Your goal >> Give again, unchanged, the line that contains "for (label, d)" together with every line that follows it until the entries end.

Data records >>

☆ ☆ ☆ ☆

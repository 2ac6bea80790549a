use std::collections::BTreeMap;
use std::fs;
use std::path::Path;

use fingerspell::{FeedbackOutcome, FrameOutcome};
use serde::Serialize;

#[derive(Debug, Clone, Serialize)]
pub struct ReplaySummary {
    pub generated_at: String,
    pub capture_path: String,
    pub target_label: Option<String>,
    pub frame_count: usize,
    pub waiting_frames: usize,
    pub undetermined_frames: usize,
    pub stable_frames: usize,
    pub stable_labels: BTreeMap<String, usize>,
    pub rejected_frames: usize,
    pub feedback: FeedbackCounts,
}

#[derive(Debug, Clone, Default, Serialize)]
pub struct FeedbackCounts {
    pub ok: usize,
    pub throttled: usize,
    pub failed: usize,
}

impl ReplaySummary {
    pub fn new(generated_at: String, capture_path: String, target_label: Option<String>) -> Self {
        Self {
            generated_at,
            capture_path,
            target_label,
            frame_count: 0,
            waiting_frames: 0,
            undetermined_frames: 0,
            stable_frames: 0,
            stable_labels: BTreeMap::new(),
            rejected_frames: 0,
            feedback: FeedbackCounts::default(),
        }
    }

    pub fn record_outcome(&mut self, outcome: &FrameOutcome) {
        self.frame_count += 1;
        match outcome {
            FrameOutcome::Waiting => self.waiting_frames += 1,
            FrameOutcome::Undetermined => self.undetermined_frames += 1,
            FrameOutcome::Stable { decision, .. } => {
                self.stable_frames += 1;
                *self.stable_labels.entry(decision.label.clone()).or_default() += 1;
            }
        }
    }

    pub fn record_rejected(&mut self) {
        self.frame_count += 1;
        self.rejected_frames += 1;
    }

    pub fn record_feedback(&mut self, outcome: &FeedbackOutcome) {
        match outcome {
            FeedbackOutcome::Ok(_) => self.feedback.ok += 1,
            FeedbackOutcome::Throttled(_) => self.feedback.throttled += 1,
            FeedbackOutcome::Failed(_) => self.feedback.failed += 1,
        }
    }
}

/// Writes the summary as pretty JSON, creating missing parent directories.
pub fn write_summary(path: &Path, summary: &ReplaySummary) -> Result<(), String> {
    let mut json = serde_json::to_string_pretty(summary)
        .map_err(|err| format!("Failed to serialize replay summary: {err}"))?;
    json.push('\n');

    match path.parent() {
        Some(dir) if !dir.as_os_str().is_empty() => fs::create_dir_all(dir)
            .map_err(|err| format!("Failed to create '{}': {err}", dir.display()))?,
        _ => {}
    }
    fs::write(path, json).map_err(|err| format!("Failed to write '{}': {err}", path.display()))
}
use crate::config::RecognizerConfig;
use crate::error::RecognitionError;
use crate::feedback::{FeedbackGate, FeedbackPoll, FeedbackRequest, FeedbackTicket};
use crate::pipeline::traits::Classifier;
use crate::recognition::{
    normalize_landmarks, Analysis, ConfidenceAnalyzer, RecentPredictionHistory, SequenceWindow,
};
use crate::types::{FrameOutcome, LandmarkFrame, PredictionDistribution, StableDecision};

const PROBABILITY_SUM_TOLERANCE: f32 = 1e-3;

/// One recognition stream: its own window, history and pending feedback.
///
/// Frames must be submitted in capture order. The feedback gate, if any, may be
/// shared with other recognizers.
pub struct Recognizer {
    config: RecognizerConfig,
    classifier: Box<dyn Classifier>,
    analyzer: ConfidenceAnalyzer,
    window: SequenceWindow,
    history: RecentPredictionHistory,
    feedback_gate: Option<FeedbackGate>,
    pending_feedback: Option<FeedbackTicket>,
    latest_stable: Option<(String, StableDecision)>,
    poisoned: bool,
}

pub(crate) struct RecognizerParts {
    pub config: RecognizerConfig,
    pub classifier: Box<dyn Classifier>,
    pub feedback_gate: Option<FeedbackGate>,
}

impl Recognizer {
    pub(crate) fn from_parts(parts: RecognizerParts) -> Self {
        let config = parts.config;
        Self {
            analyzer: ConfidenceAnalyzer::from_config(&config),
            window: SequenceWindow::new(config.sequence_length),
            history: RecentPredictionHistory::new(config.history_length, config.stability_run),
            classifier: parts.classifier,
            feedback_gate: parts.feedback_gate,
            pending_feedback: None,
            latest_stable: None,
            poisoned: false,
            config,
        }
    }

    pub fn config(&self) -> &RecognizerConfig {
        &self.config
    }

    /// Number of frames currently buffered.
    pub fn buffered_frames(&self) -> usize {
        self.window.len()
    }

    pub fn latest_stable(&self) -> Option<&StableDecision> {
        self.latest_stable.as_ref().map(|(_, decision)| decision)
    }

    /// Feeds one captured frame through the pipeline.
    ///
    /// A frame without a hand resets the window and yields `Waiting`. Malformed
    /// landmarks are rejected without touching any state. A classifier failure
    /// is returned once and poisons the recognizer for every later call.
    pub fn submit_frame(
        &mut self,
        hand_present: bool,
        landmarks: Option<&LandmarkFrame>,
    ) -> Result<FrameOutcome, RecognitionError> {
        if self.poisoned {
            return Err(RecognitionError::Poisoned);
        }

        let frame = match (hand_present, landmarks) {
            (true, Some(frame)) => frame,
            (true, None) => {
                return Err(RecognitionError::MalformedLandmarks {
                    expected: self.config.num_landmarks,
                    actual: 0,
                })
            }
            (false, _) => {
                if !self.window.is_empty() {
                    tracing::debug!(
                        dropped = self.window.len(),
                        "recognizer: hand lost, window cleared"
                    );
                }
                self.window.clear();
                self.latest_stable = None;
                return Ok(FrameOutcome::Waiting);
            }
        };

        self.check_landmarks(frame)?;
        self.window.push(normalize_landmarks(frame));

        let Some(flat) = self.window.flatten() else {
            return Ok(FrameOutcome::Waiting);
        };

        match self.classify(&flat) {
            Ok(outcome) => Ok(outcome),
            Err(err) => {
                self.poisoned = true;
                self.latest_stable = None;
                self.pending_feedback = None;
                tracing::warn!(error = %err, "recognizer: classifier failure, recognizer poisoned");
                Err(err)
            }
        }
    }

    /// Drops the window, the smoothing history and any in-flight feedback so
    /// the recognizer can serve a new stream. A poisoned recognizer stays poisoned.
    pub fn reset(&mut self) {
        self.window.clear();
        self.history.clear();
        self.latest_stable = None;
        self.pending_feedback = None;
    }

    /// Asks the feedback gate for coaching on the latest stable decision.
    ///
    /// Returns `Idle` when no gate is configured, nothing is stable, or the
    /// learner signed `target_label` cleanly. While an earlier request is still
    /// pending, no new one is issued.
    pub fn request_feedback(&mut self, target_label: &str) -> FeedbackPoll {
        if self.pending_feedback.as_ref().is_some_and(FeedbackTicket::is_pending) {
            return FeedbackPoll::Pending;
        }
        let Some(gate) = self.feedback_gate.as_ref() else {
            return FeedbackPoll::Idle;
        };
        let Some((raw_label, decision)) = self.latest_stable.as_ref() else {
            return FeedbackPoll::Idle;
        };
        if !FeedbackRequest::is_warranted(decision, target_label) {
            return FeedbackPoll::Idle;
        }

        let request = FeedbackRequest::from_decision(raw_label, decision, target_label);
        self.pending_feedback = Some(gate.dispatch(&request));
        self.poll_feedback()
    }

    /// Reports the outcome of the last feedback request. `Ready` is handed out
    /// once; afterwards the recognizer is back to `Idle`.
    pub fn poll_feedback(&mut self) -> FeedbackPoll {
        let Some(ticket) = self.pending_feedback.as_mut() else {
            return FeedbackPoll::Idle;
        };
        let poll = ticket.poll();
        if matches!(poll, FeedbackPoll::Ready(_)) {
            self.pending_feedback = None;
        }
        poll
    }

    fn check_landmarks(&self, frame: &LandmarkFrame) -> Result<(), RecognitionError> {
        if frame.len() != self.config.num_landmarks {
            return Err(RecognitionError::MalformedLandmarks {
                expected: self.config.num_landmarks,
                actual: frame.len(),
            });
        }
        if let Some(index) = frame
            .points()
            .iter()
            .position(|p| !p.x.is_finite() || !p.y.is_finite())
        {
            return Err(RecognitionError::NonFiniteLandmark { index });
        }
        Ok(())
    }

    fn classify(&mut self, flat: &[f32]) -> Result<FrameOutcome, RecognitionError> {
        let raw_label = self.classifier.predict(flat)?;
        let distribution = self.classifier.predict_proba(flat)?;
        check_distribution(&raw_label, &distribution)?;

        let verdict = self.history.push(raw_label.clone());
        tracing::debug!(
            raw_label = raw_label.as_str(),
            stable = verdict.is_stable(),
            "recognizer: window classified"
        );

        match self.analyzer.analyze(&verdict, &distribution) {
            Analysis::InsufficientAgreement => {
                self.latest_stable = None;
                Ok(FrameOutcome::Undetermined)
            }
            Analysis::Stable(decision) => {
                self.latest_stable = Some((raw_label.clone(), decision.clone()));
                Ok(FrameOutcome::Stable {
                    raw_label,
                    decision,
                })
            }
        }
    }
}

/// Rejects classifier output that cannot be trusted for confidence analysis.
fn check_distribution(
    raw_label: &str,
    distribution: &PredictionDistribution,
) -> Result<(), RecognitionError> {
    let PredictionDistribution {
        labels,
        probabilities,
    } = distribution;
    if labels.is_empty() || labels.len() != probabilities.len() {
        return Err(RecognitionError::model_output(format!(
            "{} labels for {} probabilities",
            labels.len(),
            probabilities.len()
        )));
    }
    if let Some(bad) = probabilities.iter().find(|p| !p.is_finite() || **p < 0.0) {
        return Err(RecognitionError::model_output(format!(
            "probability {bad} is not a finite non-negative value"
        )));
    }
    let sum: f32 = probabilities.iter().sum();
    if (sum - 1.0).abs() > PROBABILITY_SUM_TOLERANCE {
        return Err(RecognitionError::model_output(format!(
            "probabilities sum to {sum}"
        )));
    }
    let Some(predicted) = distribution.probability_of(raw_label) else {
        return Err(RecognitionError::model_output(format!(
            "predicted label {raw_label:?} is not a known class"
        )));
    };
    let max = probabilities.iter().copied().fold(f32::MIN, f32::max);
    if predicted < max {
        return Err(RecognitionError::model_output(format!(
            "predicted label {raw_label:?} has probability {predicted}, below the maximum {max}"
        )));
    }
    Ok(())
}

#[cfg(test)]
mod tests {
    use super::*;

    fn dist(pairs: &[(&str, f32)]) -> PredictionDistribution {
        PredictionDistribution::new(
            pairs.iter().map(|(l, _)| l.to_string()).collect(),
            pairs.iter().map(|(_, p)| *p).collect(),
        )
    }

    #[test]
    fn well_formed_distribution_passes() {
        assert!(check_distribution("A", &dist(&[("A", 0.7), ("B", 0.3)])).is_ok());
        assert!(check_distribution("B", &dist(&[("A", 0.5), ("B", 0.5)])).is_ok());
    }

    #[test]
    fn malformed_distributions_are_rejected() {
        let cases = [
            ("A", dist(&[])),
            ("A", PredictionDistribution::new(vec!["A".into()], vec![0.5, 0.5])),
            ("A", dist(&[("A", 1.2), ("B", -0.2)])),
            ("A", dist(&[("A", 0.4), ("B", 0.4)])),
            ("A", dist(&[("A", f32::NAN), ("B", 1.0)])),
            ("Z", dist(&[("A", 0.6), ("B", 0.4)])),
            ("B", dist(&[("A", 0.6), ("B", 0.4)])),
        ];
        for (label, d) in cases {
            assert!(
                matches!(
                    check_distribution(label, &d),
                    Err(RecognitionError::ModelOutput { .. })
                ),
                "expected rejection for {label} / {d:?}"
            );
        }
    }
}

☆ ☆ ☆ ☆

Solved problem >>
        for (label, d) in cases {
            assert!(
                matches!(
                    check_distribution(label, &d),
                    Err(RecognitionError::ModelOutput { .. })
                ),
                "expected rejection for {label} / {d:?}"
            );
        }
    }
}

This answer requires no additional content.